A fibril-specific, conformation-dependent antibody recognizes a subset of Abeta plaques in Alzheimer disease, Down syndrome and Tg2576 transgenic mouse brain

• Published in: Acta neuropathologica Vol. 118; no. 4; p. 505
• Main Authors: Sarsoza, Floyd, Saing, Tommy, Kayed, Rakez, Dahlin, Robert, Dick, Malcolm, Broadwater-Hollifield, Camille, Mobley, Scott, Lott, Ira, Doran, Eric, Gillen, Daniel, Anderson-Bergman, Clifford, Cribbs, David H, Glabe, Charles, Head, Elizabeth
• Format: Journal Article
• Language: English
• Published: Germany 01.10.2009
• Subjects: Adult; Age of Onset; Aged; Aged, 80 and over; Alzheimer Disease - metabolism; Alzheimer Disease - pathology; Amyloid beta-Peptides - immunology; Amyloid beta-Peptides - metabolism; Animals; Antibodies - metabolism; Biomarkers; Cerebral Cortex - metabolism; Cerebral Cortex - pathology; Down Syndrome - metabolism; Down Syndrome - pathology; Female; Fluorescent Antibody Technique; Humans; Immunohistochemistry; Male; Mice; Mice, Transgenic; Microscopy, Confocal; Middle Aged; Neurofibrils - immunology; Neurofibrils - metabolism; Neurofibrils - pathology; Neurons - metabolism; Neurons - pathology; Protein Conformation; Severity of Illness Index
• ISSN: 1432-0533; 1432-0533
• DOI: 10.1007/s00401-009-0530-3

Beta-amyloid (Abeta) is thought to be a key contributor to the pathogenesis of Alzheimer disease (AD) in the general population and in adults with Down syndrome (DS).
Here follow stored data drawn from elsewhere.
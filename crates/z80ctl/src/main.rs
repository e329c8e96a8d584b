use clap::Parser;

fn main() -> anyhow::Result<()> {
    let cli = z80ctl::Cli::parse();
    z80ctl::init_logging(cli.verbose);
    z80ctl::run(cli)
}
Different assembly states of Abeta have been identified that may be neurotoxic. Abeta oligomers can assemble into soluble prefibrillar oligomers, soluble fibrillar oligomers and insoluble fibrils. Using a novel antibody, OC, recognizing fibrils and soluble fibrillar oligomers, we characterized fibrillar Abeta deposits in AD and DS cases. We further compared human specimens to those obtained from the Tg2576 mouse model of AD. Our results show that accumulation of fibrillar immunoreactivity is significantly increased in AD relative to nondemented aged subjects and those with select cognitive impairments (p < 0.0001). Further, there was a significant correlation between the extent of frontal cortex fibrillar deposit accumulation and dementia severity (MMSE r = -0.72). In DS, we observe an early age of onset and age-dependent accumulation of fibrillar OC immunoreactivity with little pathology in similarly aged non-DS individuals. Tg2576 mice show fibrillar accumulation that can be detected as young as 6 months. Interestingly, fibril-specific immunoreactivity was observed in diffuse, thioflavine S-negative Abeta deposits in addition to more mature neuritic plaques. These results suggest that fibrillar deposits are associated with disease in both AD and in adults with DS and their distribution within early Abeta pathology associated with diffuse plaques and correlation with MMSE suggest that these deposits may not be as benign as previously thought.